» SOURCE MATERIAL
• • • •

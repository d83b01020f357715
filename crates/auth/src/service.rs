//! Domain-level token issuance and checking.

use chrono::{DateTime, Duration, TimeZone, Utc};
use thiserror::Error;

use plantops_core::UserId;

use crate::{Role, SessionClaims, TokenCodec};

/// Fixed issuance policy: tokens live for seven days.
const TOKEN_TTL_DAYS: i64 = 7;

const ISSUER: &str = "plantops";
const AUDIENCE: &str = "plantops-clients";

#[derive(Debug, Error, Clone, PartialEq, Eq)]
pub enum AuthError {
    /// Missing, malformed, tampered or expired credential.
    #[error("unauthorized")]
    Unauthorized,

    /// Valid credential whose role is not in the allowed set.
    #[error("forbidden")]
    Forbidden,
}

/// Issues and checks session tokens for this application.
///
/// The signing secret is injected at construction; nothing in this crate
/// reads process-global state.
pub struct TokenService {
    codec: TokenCodec,
}

impl TokenService {
    pub fn new(secret: impl Into<Vec<u8>>) -> Self {
        Self {
            codec: TokenCodec::new(secret),
        }
    }

    /// Issue a token for an authenticated user.
    ///
    /// Timestamps are truncated to whole seconds so a decoded claims set
    /// compares equal to the issued one.
    pub fn issue(&self, subject_id: UserId, email: &str, role: Role) -> String {
        let issued_at = whole_seconds(Utc::now());
        let claims = SessionClaims {
            subject_id,
            email: email.to_string(),
            role,
            issued_at,
            expires_at: issued_at + Duration::days(TOKEN_TTL_DAYS),
            issuer: ISSUER.to_string(),
            audience: AUDIENCE.to_string(),
        };
        self.codec.encode(&claims)
    }

    /// Verify a presented token.
    ///
    /// Every codec failure collapses to `Unauthorized`; the HTTP boundary
    /// turns that into a 401. The reason is still recorded for operators.
    pub fn verify(&self, token: &str) -> Result<SessionClaims, AuthError> {
        self.codec.decode(token, Utc::now()).map_err(|e| {
            tracing::warn!(reason = %e, "token verification failed");
            AuthError::Unauthorized
        })
    }

    /// Verify a token and require that its role is one of `allowed`.
    pub fn require_role(&self, token: &str, allowed: &[Role]) -> Result<SessionClaims, AuthError> {
        let claims = self.verify(token)?;
        authorize_role(claims.role, allowed)?;
        Ok(claims)
    }
}

/// The single role-gate policy check.
///
/// Every role-gated surface routes through this function instead of
/// re-implementing membership tests per endpoint.
pub fn authorize_role(role: Role, allowed: &[Role]) -> Result<(), AuthError> {
    if allowed.contains(&role) {
        Ok(())
    } else {
        Err(AuthError::Forbidden)
    }
}

fn whole_seconds(now: DateTime<Utc>) -> DateTime<Utc> {
    match Utc.timestamp_opt(now.timestamp(), 0) {
        chrono::offset::LocalResult::Single(t) => t,
        _ => now,
    }
}

#[cfg(test)]
mod tests {
    use super::*;

    #[test]
    fn issued_token_verifies() {
        let tokens = TokenService::new(b"svc-secret".to_vec());
        let token = tokens.issue(UserId::new(7), "lead@example.com", Role::Manager);

        let claims = tokens.verify(&token).unwrap();
        assert_eq!(claims.subject_id, UserId::new(7));
        assert_eq!(claims.email, "lead@example.com");
        assert_eq!(claims.role, Role::Manager);
        assert_eq!(claims.issuer, "plantops");
        assert_eq!(claims.audience, "plantops-clients");
        assert_eq!(
            claims.expires_at - claims.issued_at,
            Duration::days(TOKEN_TTL_DAYS)
        );
    }

    #[test]
    fn verify_collapses_failures_to_unauthorized() {
        let tokens = TokenService::new(b"svc-secret".to_vec());
        let other = TokenService::new(b"another-secret".to_vec());
        let token = other.issue(UserId::new(1), "a@b.com", Role::Admin);

        assert_eq!(tokens.verify("not-a-token"), Err(AuthError::Unauthorized));
        assert_eq!(tokens.verify(&token), Err(AuthError::Unauthorized));
    }

    #[test]
    fn viewer_is_forbidden_for_admin_surface() {
        let tokens = TokenService::new(b"svc-secret".to_vec());
        let token = tokens.issue(UserId::new(9), "v@example.com", Role::Viewer);

        let result = tokens.require_role(&token, &[Role::Admin, Role::Owner]);
        assert_eq!(result.unwrap_err(), AuthError::Forbidden);
    }

    #[test]
    fn allowed_role_passes_gate() {
        let tokens = TokenService::new(b"svc-secret".to_vec());
        let token = tokens.issue(UserId::new(9), "o@example.com", Role::Owner);

        let claims = tokens
            .require_role(&token, &[Role::Admin, Role::Owner])
            .unwrap();
        assert_eq!(claims.role, Role::Owner);
    }

    #[test]
    fn role_gate_is_exact_membership() {
        assert!(authorize_role(Role::Admin, &[Role::Admin]).is_ok());
        assert_eq!(
            authorize_role(Role::ProductionManager, &[Role::Admin, Role::Manager]),
            Err(AuthError::Forbidden)
        );
    }
}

• • • •

» WORK REQUIRED
All of the entries above need to be output again exactly.

» SOLUTION TO THE PROBLEM
repository d83b01020f357715
filename crates/auth/src/service.rs
//! Domain-level token issuance and checking.

use chrono::{DateTime, Duration, TimeZone, Utc};
use thiserror::Error;

use plantops_core::UserId;

use crate::{Role, SessionClaims, TokenCodec};

/// Fixed issuance policy: tokens live for seven days.
const TOKEN_TTL_DAYS: i64 = 7;

const ISSUER: &str = "plantops";
const AUDIENCE: &str = "plantops-clients";

#[derive(Debug, Error, Clone, PartialEq, Eq)]
pub enum AuthError {
    /// Missing, malformed, tampered or expired credential.
    #[error("unauthorized")]
    Unauthorized,

    /// Valid credential whose role is not in the allowed set.
    #[error("forbidden")]
    Forbidden,
}

/// Issues and checks session tokens for this application.
///
/// The signing secret is injected at construction; nothing in this crate
/// reads process-global state.
pub struct TokenService {
    codec: TokenCodec,
}

impl TokenService {
    pub fn new(secret: impl Into<Vec<u8>>) -> Self {
        Self {
            codec: TokenCodec::new(secret),
        }
    }

    /// Issue a token for an authenticated user.
    ///
    /// Timestamps are truncated to whole seconds so a decoded claims set
    /// compares equal to the issued one.
    pub fn issue(&self, subject_id: UserId, email: &str, role: Role) -> String {
        let issued_at = whole_seconds(Utc::now());
        let claims = SessionClaims {
            subject_id,
            email: email.to_string(),
            role,
            issued_at,
            expires_at: issued_at + Duration::days(TOKEN_TTL_DAYS),
            issuer: ISSUER.to_string(),
            audience: AUDIENCE.to_string(),
        };
        self.codec.encode(&claims)
    }

    /// Verify a presented token.
    ///
    /// Every codec failure collapses to `Unauthorized`; the HTTP boundary
    /// turns that into a 401. The reason is still recorded for operators.
    pub fn verify(&self, token: &str) -> Result<SessionClaims, AuthError> {
        self.codec.decode(token, Utc::now()).map_err(|e| {
            tracing::warn!(reason = %e, "token verification failed");
            AuthError::Unauthorized
        })
    }

    /// Verify a token and require that its role is one of `allowed`.
    pub fn require_role(&self, token: &str, allowed: &[Role]) -> Result<SessionClaims, AuthError> {
        let claims = self.verify(token)?;
        authorize_role(claims.role, allowed)?;
        Ok(claims)
    }
}

/// The single role-gate policy check.
///
/// Every role-gated surface routes through this function instead of
/// re-implementing membership tests per endpoint.
pub fn authorize_role(role: Role, allowed: &[Role]) -> Result<(), AuthError> {
    if allowed.contains(&role) {
        Ok(())
    } else {
        Err(AuthError::Forbidden)
    }
}

fn whole_seconds(now: DateTime<Utc>) -> DateTime<Utc> {
    match Utc.timestamp_opt(now.timestamp(), 0) {
        chrono::offset::LocalResult::Single(t) => t,
        _ => now,
    }
}

#[cfg(test)]
mod tests {
    use super::*;

    #[test]
    fn issued_token_verifies() {
        let tokens = TokenService::new(b"svc-secret".to_vec());
        let token = tokens.issue(UserId::new(7), "lead@example.com", Role::Manager);

        let claims = tokens.verify(&token).unwrap();
        assert_eq!(claims.subject_id, UserId::new(7));
        assert_eq!(claims.email, "lead@example.com");
        assert_eq!(claims.role, Role::Manager);
        assert_eq!(claims.issuer, "plantops");
        assert_eq!(claims.audience, "plantops-clients");
        assert_eq!(
            claims.expires_at - claims.issued_at,
            Duration::days(TOKEN_TTL_DAYS)
        );
    }

    #[test]
    fn verify_collapses_failures_to_unauthorized() {
        let tokens = TokenService::new(b"svc-secret".to_vec());
        let other = TokenService::new(b"another-secret".to_vec());
        let token = other.issue(UserId::new(1), "a@b.com", Role::Admin);

        assert_eq!(tokens.verify("not-a-token"), Err(AuthError::Unauthorized));
        assert_eq!(tokens.verify(&token), Err(AuthError::Unauthorized));
    }

    #[test]
    fn viewer_is_forbidden_for_admin_surface() {
        let tokens = TokenService::new(b"svc-secret".to_vec());
        let token = tokens.issue(UserId::new(9), "v@example.com", Role::Viewer);

        let result = tokens.require_role(&token, &[Role::Admin, Role::Owner]);
        assert_eq!(result.unwrap_err(), AuthError::Forbidden);
    }

    #[test]
    fn allowed_role_passes_gate() {
        let tokens = TokenService::new(b"svc-secret".to_vec());
        let token = tokens.issue(UserId::new(9), "o@example.com", Role::Owner);

        let claims = tokens
            .require_role(&token, &[Role::Admin, Role::Owner])
            .unwrap();
        assert_eq!(claims.role, Role::Owner);
    }

    #[test]
    fn role_gate_is_exact_membership() {
        assert!(authorize_role(Role::Admin, &[Role::Admin]).is_ok());
        assert_eq!(
            authorize_role(Role::ProductionManager, &[Role::Admin, Role::Manager]),
            Err(AuthError::Forbidden)
        );
    }
}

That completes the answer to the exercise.